## [BRIEF]
Treat the line containing "use crate::bytecode::BinaryOp;" as the last one, and return every line exactly from the first line of the material below up to it.

*** Opening of GIVEN DATA ***

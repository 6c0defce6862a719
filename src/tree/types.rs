//! Computes the type and dimensions of every expression and binds calls
//! to functions and macros.
use std::rc::Rc;

use super::{scope::Functions, TreeContext};
use crate::ast::*;
use crate::bytecode::BinaryOp;
use crate::error::{CompileError, CompileRes, InternalError, SemanticError, Span};
use crate::macros::Macro;

pub fn resolve_units(
    units: Vec<Unit>,
    functions: &Functions,
    ctx: &TreeContext,
) -> CompileRes<Vec<Unit>> {
    let resolver = Resolver { ctx, functions };
    units
        .into_iter()
        .map(|unit| {
            Ok(Unit {
                body: resolver.statements(unit.body)?,
                ..unit
            })
        })
        .collect()
}

pub fn resolve_expr(expr: Expr, functions: &Functions, ctx: &TreeContext) -> CompileRes<Expr> {
    Resolver { ctx, functions }.expr(expr)
}

struct Resolver<'a> {
    ctx: &'a TreeContext<'a>,
    functions: &'a Functions,
}

fn semantic<T>(kind: SemanticError, span: Span) -> CompileRes<T> {
    Err(CompileError::semantic(kind, span))
}

fn malformed(op: Op) -> CompileError {
    CompileError::internal(InternalError::MalformedOperator(op.symbol()))
}

/// Result of `+ - * / %` on the given operand types.
fn arithmetic(a: Type, b: Type) -> Type {
    if a == Type::Fixed || b == Type::Fixed {
        Type::Fixed
    } else {
        Type::Number
    }
}

/// Result type of a binary operator.
pub(super) fn binary_type(op: BinaryOp, x: Type, y: Type) -> Type {
    match op {
        _ if op.is_comparison() || op.is_logical() => Type::Boolean,
        BinaryOp::Add | BinaryOp::Sub | BinaryOp::Mult | BinaryOp::Div | BinaryOp::Mod => {
            arithmetic(x, y)
        }
        BinaryOp::Shl | BinaryOp::Shr if x == Type::Fixed => Type::Fixed,
        _ => Type::Number,
    }
}

/// Common type of the two branches of `?:`.
fn merge(a: Type, b: Type) -> Type {
    match (a, b) {
        (Type::Fixed, _) | (_, Type::Fixed) => Type::Fixed,
        (Type::Boolean, Type::Boolean) => Type::Boolean,
        _ => Type::Number,
    }
}

fn value(e: Expr) -> CompileRes<Expr> {
    if e.ty == Type::Void {
        return semantic(SemanticError::VoidValue, e.span);
    }
    Ok(e)
}

fn scalar(e: Expr) -> CompileRes<Expr> {
    let e = value(e)?;
    if !e.is_scalar() {
        return semantic(SemanticError::ArrayInExpression, e.span);
    }
    Ok(e)
}

fn pair(op: Op, args: Vec<Expr>) -> CompileRes<[Expr; 2]> {
    args.try_into().map_err(|_| malformed(op))
}

fn single(op: Op, args: Vec<Expr>) -> CompileRes<Expr> {
    let [arg]: [Expr; 1] = args.try_into().map_err(|_| malformed(op))?;
    Ok(arg)
}

impl<'a> Resolver<'a> {
    fn statements(&self, body: Vec<Stmt>) -> CompileRes<Vec<Stmt>> {
        body.into_iter().map(|s| self.statement(s)).collect()
    }

    fn cond(&self, e: Expr) -> CompileRes<Expr> {
        scalar(self.expr(e)?)
    }

    fn statement(&self, stmt: Stmt) -> CompileRes<Stmt> {
        let span = stmt.span;
        let kind = match stmt.kind {
            StmtKind::Expr(e) => match self.as_native_call(e) {
                Ok((name, args)) => StmtKind::NativeCall {
                    name,
                    args: self.native_args(args)?,
                },
                Err(e) => StmtKind::Expr(self.expr(e)?),
            },
            StmtKind::If { arms, otherwise } => StmtKind::If {
                arms: arms
                    .into_iter()
                    .map(|arm| {
                        Ok(IfArm {
                            cond: self.cond(arm.cond)?,
                            body: self.statements(arm.body)?,
                            span: arm.span,
                        })
                    })
                    .collect::<CompileRes<_>>()?,
                otherwise: otherwise.map(|b| self.statements(b)).transpose()?,
            },
            StmtKind::When { cond, body } => StmtKind::When {
                cond: self.cond(cond)?,
                body: self.statements(body)?,
            },
            StmtKind::While { label, cond, body } => StmtKind::While {
                label,
                cond: cond.map(|c| self.cond(c)).transpose()?,
                body: self.statements(body)?,
            },
            StmtKind::DoWhile { label, body, cond } => StmtKind::DoWhile {
                label,
                body: self.statements(body)?,
                cond: self.cond(cond)?,
            },
            StmtKind::RangeFor {
                label,
                var,
                from,
                to,
                step,
                body,
            } => {
                let var = self.cond(var)?;
                if !var.is_lvalue() {
                    return semantic(SemanticError::InvalidOperand, var.span);
                }
                StmtKind::RangeFor {
                    label,
                    var,
                    from: self.cond(from)?,
                    to: self.cond(to)?,
                    step: step.map(|s| self.cond(s)).transpose()?,
                    body: self.statements(body)?,
                }
            }
            StmtKind::For {
                label,
                init,
                cond,
                step,
                body,
            } => StmtKind::For {
                label,
                init: self.statements(init)?,
                cond: cond.map(|c| self.cond(c)).transpose()?,
                step: step.map(|s| self.expr(s)).transpose()?,
                body: self.statements(body)?,
            },
            StmtKind::Switch {
                label,
                subject,
                body,
            } => StmtKind::Switch {
                label,
                subject: self.cond(subject)?,
                body: self.statements(body)?,
            },
            StmtKind::Case(v) => StmtKind::Case(self.cond(v)?),
            StmtKind::Block(body) => StmtKind::Block(self.statements(body)?),
            StmtKind::NativeCall { name, args } => StmtKind::NativeCall {
                name,
                args: self.native_args(args)?,
            },
            StmtKind::Emit { event, value: data } => StmtKind::Emit {
                event,
                value: data.map(|v| self.expr(v).and_then(value)).transpose()?,
            },
            StmtKind::Return(v) => StmtKind::Return(v.map(|v| self.cond(v)).transpose()?),
            other => other,
        };
        Ok(Stmt::new(kind, span))
    }

    /// A call statement naming a native function rather than a function
    /// or macro of the program.
    fn as_native_call(&self, e: Expr) -> Result<(String, Vec<Expr>), Expr> {
        match e.kind {
            ExprKind::Call {
                name,
                args,
                callee: None,
            } if !self.functions.contains_key(&name)
                && Macro::lookup(&name, self.ctx.language(), self.ctx.node).is_none()
                && self.ctx.node.native(&name).is_some() =>
            {
                Ok((name, args))
            }
            kind => Err(Expr { kind, ..e }),
        }
    }

    fn native_args(&self, args: Vec<Expr>) -> CompileRes<Vec<Expr>> {
        args.into_iter()
            .map(|a| self.expr(a).and_then(value))
            .collect()
    }

    pub fn expr(&self, expr: Expr) -> CompileRes<Expr> {
        let Expr {
            kind,
            span,
            ty,
            dims,
        } = expr;
        match kind {
            ExprKind::Number(_) | ExprKind::Fixed(_) | ExprKind::Placeholder => Ok(Expr {
                kind,
                span,
                ty,
                dims,
            }),
            ExprKind::Var(var) => {
                let storage = var.storage.clone().ok_or_else(|| {
                    CompileError::internal(InternalError::UnresolvedVariable(var.name.clone()))
                })?;
                Ok(Expr::new(ExprKind::Var(var), span)
                    .typed(storage.ty)
                    .with_dims(storage.dims))
            }
            ExprKind::Index { var, indices } => {
                let storage = var.storage.clone().ok_or_else(|| {
                    CompileError::internal(InternalError::UnresolvedVariable(var.name.clone()))
                })?;
                if indices.len() != 1 && indices.len() != storage.dims.len() {
                    return semantic(SemanticError::TooManyIndices, span);
                }
                let indices = indices
                    .into_iter()
                    .map(|i| self.cond(i))
                    .collect::<CompileRes<Vec<_>>>()?;
                Ok(Expr::new(ExprKind::Index { var, indices }, span).typed(storage.ty))
            }
            ExprKind::Array(items) => {
                let items = items
                    .into_iter()
                    .map(|i| self.cond(i))
                    .collect::<CompileRes<Vec<_>>>()?;
                let ty = items
                    .iter()
                    .map(|i| i.ty)
                    .reduce(merge)
                    .unwrap_or(Type::Number);
                let dims = if dims.is_empty() {
                    vec![items.len()]
                } else {
                    dims
                };
                Ok(Expr::new(ExprKind::Array(items), span)
                    .typed(ty)
                    .with_dims(dims))
            }
            ExprKind::Op { op, args } => self.op(op, args, span),
            ExprKind::Call { name, args, .. } => self.call(name, args, span),
        }
    }

    fn op(&self, op: Op, args: Vec<Expr>, span: Span) -> CompileRes<Expr> {
        let typed = |args: Vec<Expr>, ty: Type| -> CompileRes<Expr> {
            Ok(Expr::op(op, args, span).typed(ty))
        };
        match op {
            Op::Bool(b) => Ok(Expr::boolean(b, span)),
            Op::ConditionalElse => semantic(SemanticError::UnexpectedElse, span),
            Op::Conditional => {
                let [cond, rest] = pair(op, args)?;
                let (else_span, branches) = match rest.kind {
                    ExprKind::Op {
                        op: Op::ConditionalElse,
                        args,
                    } => (rest.span, args),
                    _ => return semantic(SemanticError::MissingElse, rest.span),
                };
                let [a, b] = pair(Op::ConditionalElse, branches)?;
                let cond = self.cond(cond)?;
                let (a, b) = (self.cond(a)?, self.cond(b)?);
                let ty = merge(a.ty, b.ty);
                let branches = Expr::op(Op::ConditionalElse, vec![a, b], else_span).typed(ty);
                typed(vec![cond, branches], ty)
            }
            Op::Comma => {
                let [a, b] = pair(op, args)?;
                let (a, b) = (self.expr(a)?, self.expr(b)?);
                let (ty, dims) = (b.ty, b.dims.clone());
                Ok(Expr::op(op, vec![a, b], span).typed(ty).with_dims(dims))
            }
            Op::Size => {
                let arg = value(self.expr(single(op, args)?)?)?;
                Ok(Expr::number(arg.size() as i16, span))
            }
            Op::Assign => {
                let [lhs, rhs] = pair(op, args)?;
                let lhs = value(self.expr(lhs)?)?;
                let rhs = value(self.expr(rhs)?)?;
                if !lhs.is_lvalue() {
                    return semantic(SemanticError::InvalidOperand, span);
                }
                let (ty, dims) = (lhs.ty, lhs.dims.clone());
                Ok(Expr::op(op, vec![lhs, rhs], span).typed(ty).with_dims(dims))
            }
            Op::CompoundAssign(_) => {
                let [lhs, rhs] = pair(op, args)?;
                let lhs = scalar(self.expr(lhs)?)?;
                let rhs = scalar(self.expr(rhs)?)?;
                if !lhs.is_lvalue() {
                    return semantic(SemanticError::InvalidOperand, span);
                }
                let ty = lhs.ty;
                typed(vec![lhs, rhs], ty)
            }
            Op::PreIncrement | Op::PreDecrement | Op::PostIncrement | Op::PostDecrement => {
                let arg = scalar(self.expr(single(op, args)?)?)?;
                if !arg.is_lvalue() {
                    return semantic(SemanticError::InvalidOperand, span);
                }
                let ty = arg.ty;
                typed(vec![arg], ty)
            }
            Op::Binary(b) => {
                let [x, y] = pair(op, args)?;
                let (x, y) = (self.cond(x)?, self.cond(y)?);
                let ty = binary_type(b, x.ty, y.ty);
                typed(vec![x, y], ty)
            }
            Op::LogicAnd | Op::LogicOr => {
                let [x, y] = pair(op, args)?;
                typed(vec![self.cond(x)?, self.cond(y)?], Type::Boolean)
            }
            Op::Negate | Op::Abs => {
                let arg = self.cond(single(op, args)?)?;
                let ty = if arg.ty == Type::Fixed {
                    Type::Fixed
                } else {
                    Type::Number
                };
                typed(vec![arg], ty)
            }
            Op::BitNot => typed(vec![self.cond(single(op, args)?)?], Type::Number),
            Op::Not => typed(vec![self.cond(single(op, args)?)?], Type::Boolean),
            Op::Cast(to) => typed(vec![self.cond(single(op, args)?)?], to),
        }
    }

    fn call(&self, name: String, args: Vec<Expr>, span: Span) -> CompileRes<Expr> {
        if let Some(sig) = self.functions.get(&name) {
            if args.len() != sig.params.len() {
                return semantic(SemanticError::WrongArgumentCount(name), span);
            }
            let args = args
                .into_iter()
                .zip(&sig.params)
                .map(|(arg, param)| self.argument(arg, param, &name))
                .collect::<CompileRes<Vec<_>>>()?;
            return Ok(Expr::new(
                ExprKind::Call {
                    name,
                    args,
                    callee: Some(Callee::Function(Rc::clone(sig))),
                },
                span,
            )
            .typed(sig.ret));
        }
        let language = self.ctx.language();
        if let Some(m) = Macro::lookup(&name, language, self.ctx.node) {
            if args.len() != m.arity() {
                return semantic(SemanticError::WrongArgumentCount(name), span);
            }
            let args = args
                .into_iter()
                .map(|a| self.cond(a))
                .collect::<CompileRes<Vec<_>>>()?;
            let types = args.iter().map(|a| a.ty).collect::<Vec<_>>();
            return Ok(Expr::new(
                ExprKind::Call {
                    name,
                    args,
                    callee: Some(Callee::Macro(m)),
                },
                span,
            )
            .typed(m.result_type(&types)));
        }
        semantic(SemanticError::UnknownFunction(name), span)
    }

    fn argument(&self, arg: Expr, param: &Param, function: &str) -> CompileRes<Expr> {
        let arg = value(self.expr(arg)?)?;
        if param.by_ref {
            if !arg.is_lvalue() {
                return semantic(SemanticError::ReferenceExpected, arg.span);
            }
            if arg.ty != param.ty {
                return semantic(SemanticError::ReferenceTypeMismatch, arg.span);
            }
            if arg.size() != param.size() {
                return semantic(SemanticError::ArgumentSize(function.to_string()), arg.span);
            }
        } else if !arg.is_scalar() {
            return semantic(SemanticError::ArgumentSize(function.to_string()), arg.span);
        }
        Ok(arg)
    }
}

*** Close of GIVEN DATA ***

## [FINAL ANSWER]
repository 6c0defce6862a719
filename src/tree/types.rs
//! Computes the type and dimensions of every expression and binds calls
//! to functions and macros.
use std::rc::Rc;

use super::{scope::Functions, TreeContext};
use crate::ast::*;
use crate::bytecode::BinaryOp;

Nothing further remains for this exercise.